Data records
****************************************

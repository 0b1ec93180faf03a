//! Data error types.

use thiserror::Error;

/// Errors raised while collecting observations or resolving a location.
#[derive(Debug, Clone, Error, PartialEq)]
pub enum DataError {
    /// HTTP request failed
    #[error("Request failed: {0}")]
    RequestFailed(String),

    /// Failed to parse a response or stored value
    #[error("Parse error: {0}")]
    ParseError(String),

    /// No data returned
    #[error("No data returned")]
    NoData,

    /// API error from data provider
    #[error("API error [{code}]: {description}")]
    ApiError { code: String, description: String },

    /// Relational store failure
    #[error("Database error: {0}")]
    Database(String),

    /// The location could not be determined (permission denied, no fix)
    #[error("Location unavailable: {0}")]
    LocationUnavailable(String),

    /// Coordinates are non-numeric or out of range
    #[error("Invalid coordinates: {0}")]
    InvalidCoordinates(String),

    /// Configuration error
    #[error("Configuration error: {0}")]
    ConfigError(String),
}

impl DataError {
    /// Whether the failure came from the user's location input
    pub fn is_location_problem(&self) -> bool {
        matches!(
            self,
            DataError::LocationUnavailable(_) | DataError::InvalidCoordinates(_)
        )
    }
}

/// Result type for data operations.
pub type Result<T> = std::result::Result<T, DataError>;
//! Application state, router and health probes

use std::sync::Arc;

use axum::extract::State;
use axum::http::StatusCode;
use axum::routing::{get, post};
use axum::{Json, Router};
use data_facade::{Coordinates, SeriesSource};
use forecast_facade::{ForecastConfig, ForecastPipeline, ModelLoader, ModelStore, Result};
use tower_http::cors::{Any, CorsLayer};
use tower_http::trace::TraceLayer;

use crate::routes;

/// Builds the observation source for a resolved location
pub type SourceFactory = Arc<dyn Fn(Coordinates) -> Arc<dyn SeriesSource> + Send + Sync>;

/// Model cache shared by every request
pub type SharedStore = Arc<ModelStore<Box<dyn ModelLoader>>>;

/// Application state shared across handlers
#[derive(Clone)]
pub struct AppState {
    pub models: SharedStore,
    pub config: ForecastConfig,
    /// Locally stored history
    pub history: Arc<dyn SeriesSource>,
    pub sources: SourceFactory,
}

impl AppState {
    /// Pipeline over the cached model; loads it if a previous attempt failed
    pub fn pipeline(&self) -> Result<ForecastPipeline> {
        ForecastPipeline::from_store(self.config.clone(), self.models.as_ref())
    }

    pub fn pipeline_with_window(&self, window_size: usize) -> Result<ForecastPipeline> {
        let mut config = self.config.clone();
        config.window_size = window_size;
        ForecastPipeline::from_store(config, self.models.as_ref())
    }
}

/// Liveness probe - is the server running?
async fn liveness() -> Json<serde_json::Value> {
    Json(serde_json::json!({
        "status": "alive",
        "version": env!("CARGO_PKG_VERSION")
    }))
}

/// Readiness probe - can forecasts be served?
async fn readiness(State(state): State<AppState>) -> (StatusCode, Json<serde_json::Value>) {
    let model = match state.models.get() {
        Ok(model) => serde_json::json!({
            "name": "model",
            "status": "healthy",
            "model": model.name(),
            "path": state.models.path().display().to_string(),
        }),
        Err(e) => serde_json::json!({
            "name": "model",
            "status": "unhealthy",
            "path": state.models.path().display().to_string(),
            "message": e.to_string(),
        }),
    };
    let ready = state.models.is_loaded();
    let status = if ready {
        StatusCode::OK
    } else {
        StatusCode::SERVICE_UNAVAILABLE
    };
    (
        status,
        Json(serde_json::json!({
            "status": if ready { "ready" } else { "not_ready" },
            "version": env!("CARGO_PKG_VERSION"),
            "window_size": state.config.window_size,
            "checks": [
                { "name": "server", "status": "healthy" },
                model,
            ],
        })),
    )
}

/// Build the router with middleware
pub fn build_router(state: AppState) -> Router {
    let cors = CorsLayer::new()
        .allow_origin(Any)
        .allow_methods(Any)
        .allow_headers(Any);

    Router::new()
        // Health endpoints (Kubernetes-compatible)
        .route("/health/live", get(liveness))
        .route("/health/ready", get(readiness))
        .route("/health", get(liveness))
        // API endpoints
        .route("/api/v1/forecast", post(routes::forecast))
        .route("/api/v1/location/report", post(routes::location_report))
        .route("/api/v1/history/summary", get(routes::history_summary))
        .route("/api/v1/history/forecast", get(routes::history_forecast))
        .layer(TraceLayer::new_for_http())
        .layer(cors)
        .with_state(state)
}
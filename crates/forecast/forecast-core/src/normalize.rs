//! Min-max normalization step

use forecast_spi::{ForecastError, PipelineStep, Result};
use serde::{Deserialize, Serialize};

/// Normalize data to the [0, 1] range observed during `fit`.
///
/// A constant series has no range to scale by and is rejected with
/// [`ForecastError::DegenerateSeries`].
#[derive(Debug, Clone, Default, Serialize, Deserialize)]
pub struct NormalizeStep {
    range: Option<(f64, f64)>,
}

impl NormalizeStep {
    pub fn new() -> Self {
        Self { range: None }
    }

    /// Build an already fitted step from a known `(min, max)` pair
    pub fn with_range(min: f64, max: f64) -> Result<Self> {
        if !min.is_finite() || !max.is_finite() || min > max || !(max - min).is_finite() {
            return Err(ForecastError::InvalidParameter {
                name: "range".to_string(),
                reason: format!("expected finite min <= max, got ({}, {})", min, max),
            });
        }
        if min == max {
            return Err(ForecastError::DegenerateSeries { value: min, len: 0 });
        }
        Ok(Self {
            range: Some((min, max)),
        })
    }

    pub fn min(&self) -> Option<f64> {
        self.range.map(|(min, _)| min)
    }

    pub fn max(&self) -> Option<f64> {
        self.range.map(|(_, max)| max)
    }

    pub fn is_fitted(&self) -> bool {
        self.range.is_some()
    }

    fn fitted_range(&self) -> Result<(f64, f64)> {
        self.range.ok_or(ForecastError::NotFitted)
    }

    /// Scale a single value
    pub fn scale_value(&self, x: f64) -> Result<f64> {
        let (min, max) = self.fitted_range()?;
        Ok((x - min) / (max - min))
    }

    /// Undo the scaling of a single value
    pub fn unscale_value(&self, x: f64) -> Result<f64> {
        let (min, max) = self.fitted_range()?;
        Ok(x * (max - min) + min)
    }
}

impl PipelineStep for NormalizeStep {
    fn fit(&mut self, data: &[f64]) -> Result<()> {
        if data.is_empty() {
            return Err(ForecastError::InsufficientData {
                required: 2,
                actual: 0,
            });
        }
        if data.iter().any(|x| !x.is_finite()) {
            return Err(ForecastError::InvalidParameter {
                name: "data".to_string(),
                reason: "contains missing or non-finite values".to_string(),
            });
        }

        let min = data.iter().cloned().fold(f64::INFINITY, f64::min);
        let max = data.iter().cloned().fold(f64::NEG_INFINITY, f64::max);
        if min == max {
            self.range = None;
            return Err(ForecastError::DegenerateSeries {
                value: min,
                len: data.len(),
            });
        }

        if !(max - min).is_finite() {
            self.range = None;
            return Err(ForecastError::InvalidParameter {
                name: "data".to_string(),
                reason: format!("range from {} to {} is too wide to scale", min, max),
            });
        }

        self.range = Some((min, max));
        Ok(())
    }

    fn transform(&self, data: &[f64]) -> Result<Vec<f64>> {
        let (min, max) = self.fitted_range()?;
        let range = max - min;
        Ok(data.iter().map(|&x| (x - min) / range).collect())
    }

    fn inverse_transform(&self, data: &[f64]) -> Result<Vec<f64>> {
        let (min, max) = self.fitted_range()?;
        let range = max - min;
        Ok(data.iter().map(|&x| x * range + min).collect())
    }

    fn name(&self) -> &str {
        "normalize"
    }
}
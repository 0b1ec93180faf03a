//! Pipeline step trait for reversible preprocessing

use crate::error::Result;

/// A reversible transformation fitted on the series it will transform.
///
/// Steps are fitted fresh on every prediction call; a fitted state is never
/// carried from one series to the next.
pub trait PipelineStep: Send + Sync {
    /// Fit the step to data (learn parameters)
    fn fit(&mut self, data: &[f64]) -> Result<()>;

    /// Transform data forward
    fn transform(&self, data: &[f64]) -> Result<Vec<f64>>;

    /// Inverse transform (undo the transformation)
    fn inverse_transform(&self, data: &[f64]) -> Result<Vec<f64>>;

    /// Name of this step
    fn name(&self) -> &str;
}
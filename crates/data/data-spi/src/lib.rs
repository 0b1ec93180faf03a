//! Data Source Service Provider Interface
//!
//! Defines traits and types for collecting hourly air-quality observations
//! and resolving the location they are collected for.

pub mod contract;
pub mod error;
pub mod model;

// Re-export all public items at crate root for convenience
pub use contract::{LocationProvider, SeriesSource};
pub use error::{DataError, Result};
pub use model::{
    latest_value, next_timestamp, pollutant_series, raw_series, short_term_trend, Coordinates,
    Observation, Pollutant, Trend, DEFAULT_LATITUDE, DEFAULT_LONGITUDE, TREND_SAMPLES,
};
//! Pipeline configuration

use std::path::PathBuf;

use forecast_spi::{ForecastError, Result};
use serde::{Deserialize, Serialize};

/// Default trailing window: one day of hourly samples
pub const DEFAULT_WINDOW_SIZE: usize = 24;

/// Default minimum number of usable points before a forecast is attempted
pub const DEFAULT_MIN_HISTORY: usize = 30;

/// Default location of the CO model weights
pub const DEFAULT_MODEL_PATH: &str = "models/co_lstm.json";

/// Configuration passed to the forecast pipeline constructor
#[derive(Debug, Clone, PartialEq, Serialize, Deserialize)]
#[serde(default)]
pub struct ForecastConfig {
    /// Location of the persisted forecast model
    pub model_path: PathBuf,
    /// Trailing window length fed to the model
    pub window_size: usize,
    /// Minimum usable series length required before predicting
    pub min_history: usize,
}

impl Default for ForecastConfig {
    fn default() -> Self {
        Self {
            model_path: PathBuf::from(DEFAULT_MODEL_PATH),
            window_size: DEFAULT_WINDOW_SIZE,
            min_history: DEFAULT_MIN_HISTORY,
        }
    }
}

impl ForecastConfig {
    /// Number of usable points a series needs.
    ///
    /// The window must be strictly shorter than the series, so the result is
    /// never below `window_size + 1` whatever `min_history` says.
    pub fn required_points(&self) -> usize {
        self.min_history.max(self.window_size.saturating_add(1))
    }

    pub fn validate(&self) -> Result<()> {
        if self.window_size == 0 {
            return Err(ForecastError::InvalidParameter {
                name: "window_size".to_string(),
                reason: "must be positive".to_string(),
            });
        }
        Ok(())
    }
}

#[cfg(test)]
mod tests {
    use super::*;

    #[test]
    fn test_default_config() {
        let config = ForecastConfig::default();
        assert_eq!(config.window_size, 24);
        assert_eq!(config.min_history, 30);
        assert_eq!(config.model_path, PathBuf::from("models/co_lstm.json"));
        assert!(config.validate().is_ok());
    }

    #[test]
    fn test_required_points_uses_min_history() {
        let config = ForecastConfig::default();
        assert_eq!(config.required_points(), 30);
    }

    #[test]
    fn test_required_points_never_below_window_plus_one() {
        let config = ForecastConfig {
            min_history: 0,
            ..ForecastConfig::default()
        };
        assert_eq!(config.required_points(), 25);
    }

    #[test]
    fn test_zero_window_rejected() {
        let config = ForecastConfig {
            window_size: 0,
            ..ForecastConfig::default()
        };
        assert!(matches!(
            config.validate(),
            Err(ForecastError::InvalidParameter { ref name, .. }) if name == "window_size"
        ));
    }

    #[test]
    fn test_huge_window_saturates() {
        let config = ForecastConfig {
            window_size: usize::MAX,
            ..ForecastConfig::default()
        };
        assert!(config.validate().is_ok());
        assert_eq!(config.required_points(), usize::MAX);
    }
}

****************************************

| Prompt |
Copy the records above exactly, from the first line through the line containing "HTTP request failed", and include nothing else.

| Result of this task |
repository 0b1ec93180faf03a
//! Data error types.

use thiserror::Error;

/// Errors raised while collecting observations or resolving a location.
#[derive(Debug, Clone, Error, PartialEq)]
pub enum DataError {
    /// HTTP request failed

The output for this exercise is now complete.